Brief
For the entries below, say how many lines include the word "alternates" and add nothing else.

Saved entries
* * *

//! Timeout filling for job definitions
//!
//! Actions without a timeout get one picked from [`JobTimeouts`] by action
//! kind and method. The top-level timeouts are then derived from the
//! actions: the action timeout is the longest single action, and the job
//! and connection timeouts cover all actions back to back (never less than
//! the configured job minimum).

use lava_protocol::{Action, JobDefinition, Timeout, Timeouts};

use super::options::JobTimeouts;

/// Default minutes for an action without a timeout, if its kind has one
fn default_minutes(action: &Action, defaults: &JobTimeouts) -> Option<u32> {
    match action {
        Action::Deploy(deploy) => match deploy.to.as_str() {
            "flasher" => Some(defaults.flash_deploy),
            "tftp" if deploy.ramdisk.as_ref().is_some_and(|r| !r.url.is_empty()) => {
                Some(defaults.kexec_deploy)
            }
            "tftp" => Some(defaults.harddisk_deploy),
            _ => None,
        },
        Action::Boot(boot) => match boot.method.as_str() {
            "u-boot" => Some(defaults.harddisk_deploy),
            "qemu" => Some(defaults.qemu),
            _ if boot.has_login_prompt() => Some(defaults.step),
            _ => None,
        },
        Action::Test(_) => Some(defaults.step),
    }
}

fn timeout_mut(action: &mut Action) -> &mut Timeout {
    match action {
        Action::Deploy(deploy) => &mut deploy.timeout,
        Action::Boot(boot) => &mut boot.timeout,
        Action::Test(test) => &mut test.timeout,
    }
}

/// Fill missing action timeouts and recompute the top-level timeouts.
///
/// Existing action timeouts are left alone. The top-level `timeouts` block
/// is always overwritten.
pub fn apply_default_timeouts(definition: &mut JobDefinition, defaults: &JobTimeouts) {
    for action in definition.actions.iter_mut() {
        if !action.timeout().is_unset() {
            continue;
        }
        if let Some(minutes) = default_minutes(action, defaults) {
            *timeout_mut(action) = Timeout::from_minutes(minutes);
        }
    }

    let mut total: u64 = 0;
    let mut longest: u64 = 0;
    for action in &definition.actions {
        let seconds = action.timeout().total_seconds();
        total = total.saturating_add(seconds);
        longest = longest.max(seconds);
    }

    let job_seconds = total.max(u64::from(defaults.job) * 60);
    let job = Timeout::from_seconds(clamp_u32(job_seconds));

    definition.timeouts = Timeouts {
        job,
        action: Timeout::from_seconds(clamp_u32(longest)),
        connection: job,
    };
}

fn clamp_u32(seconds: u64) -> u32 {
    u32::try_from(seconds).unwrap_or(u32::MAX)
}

* * *

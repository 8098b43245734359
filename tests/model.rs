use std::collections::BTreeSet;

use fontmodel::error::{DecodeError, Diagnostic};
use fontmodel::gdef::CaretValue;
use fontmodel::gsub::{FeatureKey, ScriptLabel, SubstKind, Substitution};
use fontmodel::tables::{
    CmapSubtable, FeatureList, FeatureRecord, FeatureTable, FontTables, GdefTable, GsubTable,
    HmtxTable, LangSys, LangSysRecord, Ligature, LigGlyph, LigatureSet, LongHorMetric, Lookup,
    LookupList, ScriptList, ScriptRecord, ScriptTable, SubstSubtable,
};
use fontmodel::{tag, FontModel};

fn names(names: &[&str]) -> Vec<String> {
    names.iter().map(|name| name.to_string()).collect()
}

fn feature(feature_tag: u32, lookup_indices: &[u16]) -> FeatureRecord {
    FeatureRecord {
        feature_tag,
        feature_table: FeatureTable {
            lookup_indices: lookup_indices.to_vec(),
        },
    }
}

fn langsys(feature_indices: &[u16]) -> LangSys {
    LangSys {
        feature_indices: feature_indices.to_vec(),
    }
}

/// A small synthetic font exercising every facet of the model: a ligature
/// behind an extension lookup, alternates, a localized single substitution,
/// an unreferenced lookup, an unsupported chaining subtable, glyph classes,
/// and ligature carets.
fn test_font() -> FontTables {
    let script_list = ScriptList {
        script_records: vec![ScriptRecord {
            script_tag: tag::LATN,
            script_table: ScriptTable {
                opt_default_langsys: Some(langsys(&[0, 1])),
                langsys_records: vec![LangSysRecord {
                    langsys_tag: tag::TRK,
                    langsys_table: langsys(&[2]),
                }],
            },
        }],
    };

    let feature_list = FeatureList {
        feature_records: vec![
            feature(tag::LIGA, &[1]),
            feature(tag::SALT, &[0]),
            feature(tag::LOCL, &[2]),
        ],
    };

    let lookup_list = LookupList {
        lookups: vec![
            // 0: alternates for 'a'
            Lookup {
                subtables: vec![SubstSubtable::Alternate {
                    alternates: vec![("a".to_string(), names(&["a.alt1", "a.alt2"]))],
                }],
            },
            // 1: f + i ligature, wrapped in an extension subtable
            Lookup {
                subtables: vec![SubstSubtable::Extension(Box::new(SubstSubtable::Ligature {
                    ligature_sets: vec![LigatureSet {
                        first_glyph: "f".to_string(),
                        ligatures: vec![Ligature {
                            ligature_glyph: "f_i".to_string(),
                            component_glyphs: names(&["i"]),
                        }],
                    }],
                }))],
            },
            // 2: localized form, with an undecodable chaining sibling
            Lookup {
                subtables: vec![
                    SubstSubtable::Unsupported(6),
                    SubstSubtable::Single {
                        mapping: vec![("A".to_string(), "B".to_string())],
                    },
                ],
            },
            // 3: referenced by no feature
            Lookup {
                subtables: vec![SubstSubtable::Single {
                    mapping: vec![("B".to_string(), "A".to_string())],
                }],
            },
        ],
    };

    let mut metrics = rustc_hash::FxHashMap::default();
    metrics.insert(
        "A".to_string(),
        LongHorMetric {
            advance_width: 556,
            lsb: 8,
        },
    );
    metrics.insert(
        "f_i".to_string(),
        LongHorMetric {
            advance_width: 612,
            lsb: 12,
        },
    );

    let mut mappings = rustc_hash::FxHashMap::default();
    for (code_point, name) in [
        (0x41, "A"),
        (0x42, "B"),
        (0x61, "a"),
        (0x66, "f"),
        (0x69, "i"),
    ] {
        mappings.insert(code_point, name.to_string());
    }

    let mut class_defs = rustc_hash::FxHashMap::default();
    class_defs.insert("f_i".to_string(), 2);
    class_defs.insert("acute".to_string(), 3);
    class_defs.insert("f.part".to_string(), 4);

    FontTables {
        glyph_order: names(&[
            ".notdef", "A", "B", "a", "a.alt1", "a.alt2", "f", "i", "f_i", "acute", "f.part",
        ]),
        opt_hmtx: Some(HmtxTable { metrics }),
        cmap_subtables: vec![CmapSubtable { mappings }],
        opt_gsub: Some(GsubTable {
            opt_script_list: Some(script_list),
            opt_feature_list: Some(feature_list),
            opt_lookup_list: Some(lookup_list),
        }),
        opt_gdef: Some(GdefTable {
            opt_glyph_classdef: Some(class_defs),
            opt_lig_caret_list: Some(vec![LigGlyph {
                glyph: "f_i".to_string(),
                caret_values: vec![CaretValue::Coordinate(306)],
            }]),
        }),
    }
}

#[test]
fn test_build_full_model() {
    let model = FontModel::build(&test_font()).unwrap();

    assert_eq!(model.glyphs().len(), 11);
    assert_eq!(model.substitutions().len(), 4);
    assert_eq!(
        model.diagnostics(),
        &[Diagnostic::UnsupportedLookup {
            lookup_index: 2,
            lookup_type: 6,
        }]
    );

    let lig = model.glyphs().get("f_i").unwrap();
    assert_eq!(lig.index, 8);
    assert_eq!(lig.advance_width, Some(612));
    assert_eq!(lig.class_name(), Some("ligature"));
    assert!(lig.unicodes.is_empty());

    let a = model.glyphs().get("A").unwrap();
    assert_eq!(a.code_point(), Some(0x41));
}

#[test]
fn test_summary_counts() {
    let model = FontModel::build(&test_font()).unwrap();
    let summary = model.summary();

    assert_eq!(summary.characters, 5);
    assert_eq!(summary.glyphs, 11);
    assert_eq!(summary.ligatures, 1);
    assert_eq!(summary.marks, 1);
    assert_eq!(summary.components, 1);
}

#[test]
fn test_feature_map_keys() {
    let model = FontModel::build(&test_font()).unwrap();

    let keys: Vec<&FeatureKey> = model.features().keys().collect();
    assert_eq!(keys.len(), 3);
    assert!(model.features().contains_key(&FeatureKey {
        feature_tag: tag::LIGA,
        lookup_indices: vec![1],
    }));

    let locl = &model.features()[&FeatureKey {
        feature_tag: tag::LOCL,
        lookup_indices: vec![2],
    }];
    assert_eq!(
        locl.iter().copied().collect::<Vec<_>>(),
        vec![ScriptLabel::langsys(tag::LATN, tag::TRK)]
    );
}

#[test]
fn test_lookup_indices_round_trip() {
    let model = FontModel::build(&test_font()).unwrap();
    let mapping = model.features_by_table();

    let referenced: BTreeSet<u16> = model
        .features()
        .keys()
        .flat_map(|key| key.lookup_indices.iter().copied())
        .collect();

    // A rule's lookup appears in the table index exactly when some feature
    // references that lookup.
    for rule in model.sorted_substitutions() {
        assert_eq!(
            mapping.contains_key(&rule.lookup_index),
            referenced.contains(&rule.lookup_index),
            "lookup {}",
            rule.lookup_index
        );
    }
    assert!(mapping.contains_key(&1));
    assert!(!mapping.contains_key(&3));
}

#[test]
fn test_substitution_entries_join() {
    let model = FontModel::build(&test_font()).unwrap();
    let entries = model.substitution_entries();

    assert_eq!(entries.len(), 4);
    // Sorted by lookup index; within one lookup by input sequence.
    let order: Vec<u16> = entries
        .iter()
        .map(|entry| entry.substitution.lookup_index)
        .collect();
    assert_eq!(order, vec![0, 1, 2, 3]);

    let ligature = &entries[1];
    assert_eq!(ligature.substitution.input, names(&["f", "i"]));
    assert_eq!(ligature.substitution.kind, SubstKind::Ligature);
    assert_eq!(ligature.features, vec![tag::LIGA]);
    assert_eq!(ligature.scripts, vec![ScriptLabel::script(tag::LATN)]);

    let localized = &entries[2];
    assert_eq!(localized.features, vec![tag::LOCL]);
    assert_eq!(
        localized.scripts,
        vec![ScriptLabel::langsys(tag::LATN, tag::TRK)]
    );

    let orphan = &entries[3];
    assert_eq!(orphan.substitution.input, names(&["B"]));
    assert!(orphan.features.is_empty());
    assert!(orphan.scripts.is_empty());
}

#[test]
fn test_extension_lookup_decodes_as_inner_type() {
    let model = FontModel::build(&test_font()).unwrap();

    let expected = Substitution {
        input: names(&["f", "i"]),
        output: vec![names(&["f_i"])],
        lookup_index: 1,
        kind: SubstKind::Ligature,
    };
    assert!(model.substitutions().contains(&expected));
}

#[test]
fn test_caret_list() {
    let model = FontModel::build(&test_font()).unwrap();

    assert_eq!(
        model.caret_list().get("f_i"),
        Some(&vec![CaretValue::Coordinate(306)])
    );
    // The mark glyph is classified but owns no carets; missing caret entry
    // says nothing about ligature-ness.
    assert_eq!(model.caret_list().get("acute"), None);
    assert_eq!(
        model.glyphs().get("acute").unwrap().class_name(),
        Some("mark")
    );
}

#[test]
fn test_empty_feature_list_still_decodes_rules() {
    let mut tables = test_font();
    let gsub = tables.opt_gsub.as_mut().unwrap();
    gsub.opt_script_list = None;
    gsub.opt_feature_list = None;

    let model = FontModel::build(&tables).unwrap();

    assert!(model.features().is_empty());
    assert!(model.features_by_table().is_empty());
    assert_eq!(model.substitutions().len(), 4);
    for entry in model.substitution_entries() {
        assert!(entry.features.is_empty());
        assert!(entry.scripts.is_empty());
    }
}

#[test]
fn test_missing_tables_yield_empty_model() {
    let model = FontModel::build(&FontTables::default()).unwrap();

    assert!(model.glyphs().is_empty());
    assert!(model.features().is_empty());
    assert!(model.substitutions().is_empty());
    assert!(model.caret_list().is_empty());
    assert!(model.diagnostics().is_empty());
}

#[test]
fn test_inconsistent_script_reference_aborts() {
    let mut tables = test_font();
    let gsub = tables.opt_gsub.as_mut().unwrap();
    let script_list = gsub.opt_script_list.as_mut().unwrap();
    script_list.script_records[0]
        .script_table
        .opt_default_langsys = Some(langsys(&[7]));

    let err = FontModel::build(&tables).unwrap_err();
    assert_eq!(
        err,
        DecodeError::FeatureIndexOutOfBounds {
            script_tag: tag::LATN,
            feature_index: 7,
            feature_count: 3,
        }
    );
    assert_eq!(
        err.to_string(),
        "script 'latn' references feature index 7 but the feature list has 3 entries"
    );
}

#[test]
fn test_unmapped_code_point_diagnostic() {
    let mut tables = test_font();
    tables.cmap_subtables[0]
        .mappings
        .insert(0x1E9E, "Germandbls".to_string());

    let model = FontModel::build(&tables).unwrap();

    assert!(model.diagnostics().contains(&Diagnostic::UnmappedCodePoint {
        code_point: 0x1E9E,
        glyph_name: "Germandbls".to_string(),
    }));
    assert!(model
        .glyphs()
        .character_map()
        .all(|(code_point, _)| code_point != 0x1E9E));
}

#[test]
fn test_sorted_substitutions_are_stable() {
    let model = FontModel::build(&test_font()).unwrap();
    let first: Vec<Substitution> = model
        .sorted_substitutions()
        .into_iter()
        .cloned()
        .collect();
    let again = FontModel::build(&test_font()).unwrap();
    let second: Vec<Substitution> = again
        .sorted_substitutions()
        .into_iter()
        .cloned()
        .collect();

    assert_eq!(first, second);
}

* * *

Answer section
3